Records from a data collection
━━━━━━━━━━━━━━━━━━━━
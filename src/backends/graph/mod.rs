//! Graph query adapter.
//!
//! Runs caller-supplied query text verbatim against the graph database. There
//! is no sanitization and no parameterization: anyone who can invoke a graph
//! tool has full read/write access to the graph.
//!
//! The driver handle is long-lived and shared; each call acquires one scoped
//! session and releases it exactly once, whether the query succeeds, fails in
//! the driver, or panics.

mod bolt;

pub use bolt::BoltDriver;

use async_trait::async_trait;
use futures::FutureExt;
use serde_json::{json, Map, Value};
use std::any::Any;
use std::collections::BTreeMap;
use std::panic::AssertUnwindSafe;
use std::sync::Arc;

use super::Failure;
use crate::types::GraphConfig;

/// Message reported when graph tools are invoked without a connection.
pub const DRIVER_NOT_INITIALIZED: &str = "Neo4j driver not initialized";

/// Field added to flattened nodes and relationships.
pub const LABELS_FIELD: &str = "_labels";

// =============================================================================
// Driver-level values
// =============================================================================

/// A value as produced by the graph driver, before normalization.
#[derive(Debug, Clone, PartialEq)]
pub enum GraphValue {
    /// Driver integer representation.
    Integer(i64),
    Node {
        labels: Vec<String>,
        properties: BTreeMap<String, GraphValue>,
    },
    Relationship {
        rel_type: String,
        properties: BTreeMap<String, GraphValue>,
    },
    List(Vec<GraphValue>),
    Map(BTreeMap<String, GraphValue>),
    /// Anything else, already JSON.
    Plain(Value),
}

impl GraphValue {
    /// Convert to plain JSON.
    ///
    /// Integers become JSON numbers, nodes and relationships become their
    /// property map plus `_labels`, containers are converted recursively and
    /// everything else passes through.
    pub fn normalize(self) -> Value {
        match self {
            GraphValue::Integer(i) => Value::from(i),
            GraphValue::Node { labels, properties } => flatten_entity(labels, properties),
            GraphValue::Relationship {
                rel_type,
                properties,
            } => flatten_entity(vec![rel_type], properties),
            GraphValue::List(items) => {
                Value::Array(items.into_iter().map(GraphValue::normalize).collect())
            }
            GraphValue::Map(entries) => Value::Object(normalize_map(entries)),
            GraphValue::Plain(value) => value,
        }
    }
}

fn normalize_map(entries: BTreeMap<String, GraphValue>) -> Map<String, Value> {
    entries
        .into_iter()
        .map(|(k, v)| (k, v.normalize()))
        .collect()
}

fn flatten_entity(labels: Vec<String>, properties: BTreeMap<String, GraphValue>) -> Value {
    let mut object = normalize_map(properties);
    object.insert(LABELS_FIELD.to_string(), json!(labels));
    Value::Object(object)
}

/// One result record: returned field name → value.
pub type GraphRecord = Vec<(String, GraphValue)>;

fn normalize_record(record: GraphRecord) -> Value {
    Value::Object(
        record
            .into_iter()
            .map(|(field, value)| (field, value.normalize()))
            .collect(),
    )
}

// =============================================================================
// Driver seam
// =============================================================================

/// Graph driver failures.
#[derive(Debug, Clone, thiserror::Error)]
pub enum GraphError {
    #[error("{0}")]
    Driver(String),

    #[error("graph driver panicked: {0}")]
    Panicked(String),
}

/// Long-lived driver handle, shared across calls.
#[async_trait]
pub trait GraphDriver: Send + Sync {
    /// Acquire a short-lived session for a single call.
    async fn open_session(&self) -> Result<Box<dyn GraphSession>, GraphError>;

    /// Release the driver at process shutdown.
    async fn close(&self);
}

/// Session scoped to one call.
#[async_trait]
pub trait GraphSession: Send {
    async fn run(&mut self, query: &str) -> Result<Vec<GraphRecord>, GraphError>;

    /// Release the session. `succeeded` tells the driver whether the query
    /// completed, so it can commit or roll back.
    async fn close(self: Box<Self>, succeeded: bool);
}

/// Graph capability injected into the adapter.
#[derive(Clone)]
pub enum GraphConnection {
    Connected(Arc<dyn GraphDriver>),
    Unconfigured,
}

impl std::fmt::Debug for GraphConnection {
    fn fmt(&self, f: &mut std::fmt::Formatter<'_>) -> std::fmt::Result {
        match self {
            GraphConnection::Connected(_) => f.write_str("GraphConnection::Connected"),
            GraphConnection::Unconfigured => f.write_str("GraphConnection::Unconfigured"),
        }
    }
}

impl GraphConnection {
    /// Establish the driver handle when graph settings are present.
    ///
    /// Never fails: a missing or unusable configuration leaves graph tools
    /// reporting unavailability while the rest of the gateway keeps working.
    pub async fn from_config(config: Option<&GraphConfig>) -> Self {
        let Some(config) = config else {
            tracing::info!("graph backend not configured; graph tools disabled");
            return GraphConnection::Unconfigured;
        };
        match BoltDriver::connect(config).await {
            Ok(driver) => {
                tracing::info!(uri = %config.uri, "graph driver initialized");
                GraphConnection::Connected(Arc::new(driver))
            }
            Err(e) => {
                tracing::error!(uri = %config.uri, error = %e, "graph driver initialization failed");
                GraphConnection::Unconfigured
            }
        }
    }

    pub fn is_connected(&self) -> bool {
        matches!(self, GraphConnection::Connected(_))
    }
}

// =============================================================================
// Adapter
// =============================================================================

/// Graph adapter over an injected [`GraphConnection`].
#[derive(Debug)]
pub struct GraphBackend {
    connection: GraphConnection,
}

impl GraphBackend {
    pub fn new(connection: GraphConnection) -> Self {
        Self { connection }
    }

    pub fn is_connected(&self) -> bool {
        self.connection.is_connected()
    }

    /// Execute `query` and return `{success, data, count}` or a failure envelope.
    pub async fn run_query(&self, query: &str) -> Value {
        let driver = match &self.connection {
            GraphConnection::Connected(driver) => driver,
            GraphConnection::Unconfigured => {
                return Failure::new(DRIVER_NOT_INITIALIZED).into_value();
            }
        };

        let mut session = match AssertUnwindSafe(driver.open_session()).catch_unwind().await {
            Ok(Ok(session)) => session,
            Ok(Err(e)) => {
                tracing::warn!(error = %e, "graph session acquisition failed");
                return Failure::new(e.to_string()).into_value();
            }
            Err(panic) => {
                let e = GraphError::Panicked(panic_message(panic));
                tracing::error!(error = %e, "graph session acquisition panicked");
                return Failure::new(e.to_string()).into_value();
            }
        };

        let outcome = match AssertUnwindSafe(session.run(query)).catch_unwind().await {
            Ok(result) => result,
            Err(panic) => Err(GraphError::Panicked(panic_message(panic))),
        };

        let succeeded = outcome.is_ok();
        if AssertUnwindSafe(session.close(succeeded))
            .catch_unwind()
            .await
            .is_err()
        {
            tracing::error!("graph session release panicked");
        }

        match outcome {
            Ok(records) => {
                let count = records.len();
                let data: Vec<Value> = records.into_iter().map(normalize_record).collect();
                json!({
                    "success": true,
                    "data": data,
                    "count": count,
                })
            }
            Err(e) => {
                tracing::warn!(error = %e, "graph query failed");
                Failure::new(e.to_string()).into_value()
            }
        }
    }

    /// Release the driver handle. Only called at shutdown.
    pub async fn close(&self) {
        if let GraphConnection::Connected(driver) = &self.connection {
            driver.close().await;
            tracing::info!("graph driver closed");
        }
    }
}

fn panic_message(panic: Box<dyn Any + Send>) -> String {
    if let Some(s) = panic.downcast_ref::<&str>() {
        (*s).to_string()
    } else if let Some(s) = panic.downcast_ref::<String>() {
        s.clone()
    } else {
        "unknown panic".to_string()
    }
}

#[cfg(test)]
mod tests {
    use super::*;
    use pretty_assertions::assert_eq;
    use std::sync::atomic::{AtomicUsize, Ordering};

    #[derive(Debug, Clone, Copy)]
    enum Behavior {
        Rows,
        DriverError,
        Panic,
    }

    #[derive(Debug, Default)]
    struct Counters {
        opened: AtomicUsize,
        closed: AtomicUsize,
        committed: AtomicUsize,
        driver_closed: AtomicUsize,
    }

    struct FakeDriver {
        behavior: Behavior,
        counters: Arc<Counters>,
        fail_open: bool,
    }

    struct FakeSession {
        behavior: Behavior,
        counters: Arc<Counters>,
    }

    #[async_trait]
    impl GraphDriver for FakeDriver {
        async fn open_session(&self) -> Result<Box<dyn GraphSession>, GraphError> {
            if self.fail_open {
                return Err(GraphError::Driver("connection refused".into()));
            }
            self.counters.opened.fetch_add(1, Ordering::SeqCst);
            Ok(Box::new(FakeSession {
                behavior: self.behavior,
                counters: self.counters.clone(),
            }))
        }

        async fn close(&self) {
            self.counters.driver_closed.fetch_add(1, Ordering::SeqCst);
        }
    }

    #[async_trait]
    impl GraphSession for FakeSession {
        async fn run(&mut self, _query: &str) -> Result<Vec<GraphRecord>, GraphError> {
            match self.behavior {
                Behavior::Rows => Ok(vec![
                    vec![
                        (
                            "n".to_string(),
                            GraphValue::Node {
                                labels: vec!["Server".into()],
                                properties: BTreeMap::from([
                                    ("name".to_string(), GraphValue::Plain(json!("web-1"))),
                                    ("cpus".to_string(), GraphValue::Integer(8)),
                                ]),
                            },
                        ),
                        ("degree".to_string(), GraphValue::Integer(3)),
                    ],
                    vec![
                        (
                            "n".to_string(),
                            GraphValue::Relationship {
                                rel_type: "DEPENDS_ON".into(),
                                properties: BTreeMap::new(),
                            },
                        ),
                        ("degree".to_string(), GraphValue::Plain(Value::Null)),
                    ],
                ]),
                Behavior::DriverError => Err(GraphError::Driver("SyntaxError: bad query".into())),
                Behavior::Panic => panic!("driver bug"),
            }
        }

        async fn close(self: Box<Self>, succeeded: bool) {
            self.counters.closed.fetch_add(1, Ordering::SeqCst);
            if succeeded {
                self.counters.committed.fetch_add(1, Ordering::SeqCst);
            }
        }
    }

    fn backend(behavior: Behavior, fail_open: bool) -> (GraphBackend, Arc<Counters>) {
        let counters = Arc::new(Counters::default());
        let driver = FakeDriver {
            behavior,
            counters: counters.clone(),
            fail_open,
        };
        (
            GraphBackend::new(GraphConnection::Connected(Arc::new(driver))),
            counters,
        )
    }

    #[tokio::test]
    async fn test_unconfigured_reports_failure() {
        let backend = GraphBackend::new(GraphConnection::Unconfigured);
        assert!(!backend.is_connected());
        assert_eq!(
            backend.run_query("MATCH (n) RETURN n").await,
            json!({"success": false, "error": DRIVER_NOT_INITIALIZED})
        );
    }

    #[tokio::test]
    async fn test_success_normalizes_and_releases_session_once() {
        let (backend, counters) = backend(Behavior::Rows, false);
        let result = backend.run_query("MATCH (n) RETURN n, degree").await;

        assert_eq!(
            result,
            json!({
                "success": true,
                "count": 2,
                "data": [
                    {"n": {"name": "web-1", "cpus": 8, "_labels": ["Server"]}, "degree": 3},
                    {"n": {"_labels": ["DEPENDS_ON"]}, "degree": null},
                ],
            })
        );
        assert_eq!(counters.opened.load(Ordering::SeqCst), 1);
        assert_eq!(counters.closed.load(Ordering::SeqCst), 1);
        assert_eq!(counters.committed.load(Ordering::SeqCst), 1);
    }

    #[tokio::test]
    async fn test_driver_error_releases_session_once() {
        let (backend, counters) = backend(Behavior::DriverError, false);
        let result = backend.run_query("MATCH (").await;

        assert_eq!(
            result,
            json!({"success": false, "error": "SyntaxError: bad query"})
        );
        assert_eq!(counters.opened.load(Ordering::SeqCst), 1);
        assert_eq!(counters.closed.load(Ordering::SeqCst), 1);
        assert_eq!(counters.committed.load(Ordering::SeqCst), 0);
    }

    #[tokio::test]
    async fn test_panic_is_contained_and_session_released() {
        let (backend, counters) = backend(Behavior::Panic, false);
        let result = backend.run_query("RETURN 1").await;

        assert_eq!(result["success"], false);
        assert_eq!(result["error"], "graph driver panicked: driver bug");
        assert_eq!(counters.closed.load(Ordering::SeqCst), 1);
    }

    #[tokio::test]
    async fn test_open_failure_is_envelope() {
        let (backend, counters) = backend(Behavior::Rows, true);
        let result = backend.run_query("RETURN 1").await;

        assert_eq!(result, json!({"success": false, "error": "connection refused"}));
        assert_eq!(counters.closed.load(Ordering::SeqCst), 0);
    }

    #[tokio::test]
    async fn test_close_releases_driver() {
        let (backend, counters) = backend(Behavior::Rows, false);
        backend.close().await;
        assert_eq!(counters.driver_closed.load(Ordering::SeqCst), 1);

        GraphBackend::new(GraphConnection::Unconfigured).close().await;
    }

    #[test]
    fn test_normalize_nested_containers() {
        let value = GraphValue::List(vec![
            GraphValue::Integer(-1),
            GraphValue::Map(BTreeMap::from([(
                "owner".to_string(),
                GraphValue::Node {
                    labels: vec!["Team".into(), "Org".into()],
                    properties: BTreeMap::new(),
                },
            )])),
        ]);
        assert_eq!(
            value.normalize(),
            json!([-1, {"owner": {"_labels": ["Team", "Org"]}}])
        );
    }
}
━━━━━━━━━━━━━━━━━━━━
- What you need to do: For each line above that holds the string "GraphError", provide a copy of that line.

- Response area:
pub enum GraphError {
    async fn open_session(&self) -> Result<Box<dyn GraphSession>, GraphError>;
    async fn run(&mut self, query: &str) -> Result<Vec<GraphRecord>, GraphError>;
                let e = GraphError::Panicked(panic_message(panic));
            Err(panic) => Err(GraphError::Panicked(panic_message(panic))),
        async fn open_session(&self) -> Result<Box<dyn GraphSession>, GraphError> {
                return Err(GraphError::Driver("connection refused".into()));
        async fn run(&mut self, _query: &str) -> Result<Vec<GraphRecord>, GraphError> {
                Behavior::DriverError => Err(GraphError::Driver("SyntaxError: bad query".into())),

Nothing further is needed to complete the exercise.